Each line below from the one containing "first match wins." through the one containing "let snippet_chars = result.snippet.chars().count();" is to be given again exactly, and no line outside that span.

** The records follows **

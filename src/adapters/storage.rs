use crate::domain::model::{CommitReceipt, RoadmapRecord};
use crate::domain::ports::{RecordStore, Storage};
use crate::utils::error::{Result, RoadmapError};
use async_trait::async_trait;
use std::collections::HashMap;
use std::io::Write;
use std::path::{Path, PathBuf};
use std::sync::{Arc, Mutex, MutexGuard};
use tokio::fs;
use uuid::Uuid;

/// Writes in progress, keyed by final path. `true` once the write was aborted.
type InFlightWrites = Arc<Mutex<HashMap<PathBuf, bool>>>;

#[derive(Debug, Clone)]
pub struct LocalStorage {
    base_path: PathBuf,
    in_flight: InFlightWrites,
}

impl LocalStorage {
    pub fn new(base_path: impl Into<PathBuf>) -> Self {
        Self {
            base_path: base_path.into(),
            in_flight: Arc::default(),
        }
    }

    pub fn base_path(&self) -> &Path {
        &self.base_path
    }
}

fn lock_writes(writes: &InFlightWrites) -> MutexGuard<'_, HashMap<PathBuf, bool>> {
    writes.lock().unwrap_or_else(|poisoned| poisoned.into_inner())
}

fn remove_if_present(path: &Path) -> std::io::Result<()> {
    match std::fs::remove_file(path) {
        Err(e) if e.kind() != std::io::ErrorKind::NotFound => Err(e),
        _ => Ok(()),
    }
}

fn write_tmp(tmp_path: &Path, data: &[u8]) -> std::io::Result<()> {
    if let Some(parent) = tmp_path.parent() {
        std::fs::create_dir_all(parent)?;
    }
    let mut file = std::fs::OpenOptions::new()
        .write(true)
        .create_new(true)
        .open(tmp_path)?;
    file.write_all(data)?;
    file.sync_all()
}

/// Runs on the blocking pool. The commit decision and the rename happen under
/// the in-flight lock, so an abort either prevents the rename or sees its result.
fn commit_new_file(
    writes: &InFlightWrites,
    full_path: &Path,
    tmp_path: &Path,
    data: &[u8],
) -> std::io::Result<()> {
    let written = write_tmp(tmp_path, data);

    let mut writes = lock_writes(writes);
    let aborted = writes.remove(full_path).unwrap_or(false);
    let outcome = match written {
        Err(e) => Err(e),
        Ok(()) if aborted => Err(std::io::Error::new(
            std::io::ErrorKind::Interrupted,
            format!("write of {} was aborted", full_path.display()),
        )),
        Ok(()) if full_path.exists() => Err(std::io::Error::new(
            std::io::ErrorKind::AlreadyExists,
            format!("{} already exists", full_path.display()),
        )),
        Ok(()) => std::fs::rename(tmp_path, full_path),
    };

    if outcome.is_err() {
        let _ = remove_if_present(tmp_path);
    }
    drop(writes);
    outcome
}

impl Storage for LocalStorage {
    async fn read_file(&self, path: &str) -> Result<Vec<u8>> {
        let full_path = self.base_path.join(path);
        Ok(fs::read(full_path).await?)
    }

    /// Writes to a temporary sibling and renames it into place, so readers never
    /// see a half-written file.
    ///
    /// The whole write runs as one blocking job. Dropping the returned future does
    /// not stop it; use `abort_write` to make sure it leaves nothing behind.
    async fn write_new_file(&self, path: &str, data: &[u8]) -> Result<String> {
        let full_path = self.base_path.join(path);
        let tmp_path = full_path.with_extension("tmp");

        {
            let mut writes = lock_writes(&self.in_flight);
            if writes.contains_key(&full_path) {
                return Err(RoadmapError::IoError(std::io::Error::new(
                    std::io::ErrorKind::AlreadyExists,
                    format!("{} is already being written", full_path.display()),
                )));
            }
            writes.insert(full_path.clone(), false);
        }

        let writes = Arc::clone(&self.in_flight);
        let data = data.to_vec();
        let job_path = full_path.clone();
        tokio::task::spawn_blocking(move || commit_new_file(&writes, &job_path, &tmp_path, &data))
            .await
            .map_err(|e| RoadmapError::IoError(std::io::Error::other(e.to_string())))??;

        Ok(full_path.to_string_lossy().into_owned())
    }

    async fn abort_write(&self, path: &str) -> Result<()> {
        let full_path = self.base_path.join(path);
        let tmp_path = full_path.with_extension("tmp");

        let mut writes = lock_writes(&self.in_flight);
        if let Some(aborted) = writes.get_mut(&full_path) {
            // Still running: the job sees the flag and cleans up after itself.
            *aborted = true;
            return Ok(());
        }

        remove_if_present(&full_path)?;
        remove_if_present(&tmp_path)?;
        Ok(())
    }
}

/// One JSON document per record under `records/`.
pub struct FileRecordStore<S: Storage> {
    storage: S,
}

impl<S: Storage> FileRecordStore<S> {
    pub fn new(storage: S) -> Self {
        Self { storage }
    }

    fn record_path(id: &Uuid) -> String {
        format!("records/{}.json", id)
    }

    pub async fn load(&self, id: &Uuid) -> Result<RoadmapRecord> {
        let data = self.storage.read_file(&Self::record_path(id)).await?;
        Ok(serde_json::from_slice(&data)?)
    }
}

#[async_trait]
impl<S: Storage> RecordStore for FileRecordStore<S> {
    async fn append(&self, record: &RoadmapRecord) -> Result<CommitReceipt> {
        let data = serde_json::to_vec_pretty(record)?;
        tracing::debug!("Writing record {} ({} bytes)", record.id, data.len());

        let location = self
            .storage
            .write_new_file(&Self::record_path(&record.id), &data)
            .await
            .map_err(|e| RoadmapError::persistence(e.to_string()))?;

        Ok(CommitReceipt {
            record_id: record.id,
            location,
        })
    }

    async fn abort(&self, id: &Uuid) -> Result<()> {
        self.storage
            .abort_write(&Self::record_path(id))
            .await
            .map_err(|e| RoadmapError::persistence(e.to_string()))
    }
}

** End of The records **
** The records follows **

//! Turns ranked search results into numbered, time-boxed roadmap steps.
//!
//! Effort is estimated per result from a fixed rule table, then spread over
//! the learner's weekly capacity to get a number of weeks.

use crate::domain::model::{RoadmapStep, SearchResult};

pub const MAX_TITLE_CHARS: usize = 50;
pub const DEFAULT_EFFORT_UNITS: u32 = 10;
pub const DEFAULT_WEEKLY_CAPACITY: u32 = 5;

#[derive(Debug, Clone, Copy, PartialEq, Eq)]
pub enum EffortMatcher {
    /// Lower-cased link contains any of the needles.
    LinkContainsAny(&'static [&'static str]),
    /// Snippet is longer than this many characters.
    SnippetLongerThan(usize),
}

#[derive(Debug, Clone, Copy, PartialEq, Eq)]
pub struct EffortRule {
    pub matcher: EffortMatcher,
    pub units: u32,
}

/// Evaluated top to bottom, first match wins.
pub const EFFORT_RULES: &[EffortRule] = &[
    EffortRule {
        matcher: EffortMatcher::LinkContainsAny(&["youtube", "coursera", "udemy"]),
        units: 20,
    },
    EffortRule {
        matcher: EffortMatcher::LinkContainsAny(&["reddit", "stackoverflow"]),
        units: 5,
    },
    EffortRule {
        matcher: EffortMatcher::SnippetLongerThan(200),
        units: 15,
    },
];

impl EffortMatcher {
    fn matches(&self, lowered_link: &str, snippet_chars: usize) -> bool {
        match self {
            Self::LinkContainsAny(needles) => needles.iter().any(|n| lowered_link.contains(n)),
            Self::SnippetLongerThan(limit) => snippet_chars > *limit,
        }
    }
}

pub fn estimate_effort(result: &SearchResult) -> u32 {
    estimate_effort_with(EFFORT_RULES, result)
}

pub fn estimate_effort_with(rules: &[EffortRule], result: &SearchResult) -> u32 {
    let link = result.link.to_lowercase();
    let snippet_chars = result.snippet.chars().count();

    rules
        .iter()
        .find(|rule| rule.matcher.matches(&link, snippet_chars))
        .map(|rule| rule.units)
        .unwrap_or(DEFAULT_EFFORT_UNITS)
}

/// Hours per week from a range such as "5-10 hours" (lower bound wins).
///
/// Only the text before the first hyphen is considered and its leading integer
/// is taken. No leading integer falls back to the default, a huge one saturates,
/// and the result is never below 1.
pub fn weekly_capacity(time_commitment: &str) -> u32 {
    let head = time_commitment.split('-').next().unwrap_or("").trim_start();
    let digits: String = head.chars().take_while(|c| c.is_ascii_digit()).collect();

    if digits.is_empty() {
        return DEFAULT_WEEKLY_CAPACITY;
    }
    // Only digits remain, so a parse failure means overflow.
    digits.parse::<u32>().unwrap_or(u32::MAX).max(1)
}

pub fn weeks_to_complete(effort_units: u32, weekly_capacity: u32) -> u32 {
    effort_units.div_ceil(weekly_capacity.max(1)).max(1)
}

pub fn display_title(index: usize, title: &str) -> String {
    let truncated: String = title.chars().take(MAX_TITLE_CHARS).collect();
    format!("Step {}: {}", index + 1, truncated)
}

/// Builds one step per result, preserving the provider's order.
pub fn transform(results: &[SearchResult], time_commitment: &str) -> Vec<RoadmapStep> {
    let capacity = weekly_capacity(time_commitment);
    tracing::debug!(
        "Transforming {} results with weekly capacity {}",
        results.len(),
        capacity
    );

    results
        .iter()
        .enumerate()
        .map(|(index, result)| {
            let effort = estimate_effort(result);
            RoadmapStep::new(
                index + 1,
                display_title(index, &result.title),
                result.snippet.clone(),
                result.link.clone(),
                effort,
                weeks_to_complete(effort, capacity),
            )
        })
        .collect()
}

** End of The records **

Answer box:
/// Evaluated top to bottom, first match wins.
pub const EFFORT_RULES: &[EffortRule] = &[
    EffortRule {
        matcher: EffortMatcher::LinkContainsAny(&["youtube", "coursera", "udemy"]),
        units: 20,
    },
    EffortRule {
        matcher: EffortMatcher::LinkContainsAny(&["reddit", "stackoverflow"]),
        units: 5,
    },
    EffortRule {
        matcher: EffortMatcher::SnippetLongerThan(200),
        units: 15,
    },
];

impl EffortMatcher {
    fn matches(&self, lowered_link: &str, snippet_chars: usize) -> bool {
        match self {
            Self::LinkContainsAny(needles) => needles.iter().any(|n| lowered_link.contains(n)),
            Self::SnippetLongerThan(limit) => snippet_chars > *limit,
        }
    }
}

pub fn estimate_effort(result: &SearchResult) -> u32 {
    estimate_effort_with(EFFORT_RULES, result)
}

pub fn estimate_effort_with(rules: &[EffortRule], result: &SearchResult) -> u32 {
    let link = result.link.to_lowercase();
    let snippet_chars = result.snippet.chars().count();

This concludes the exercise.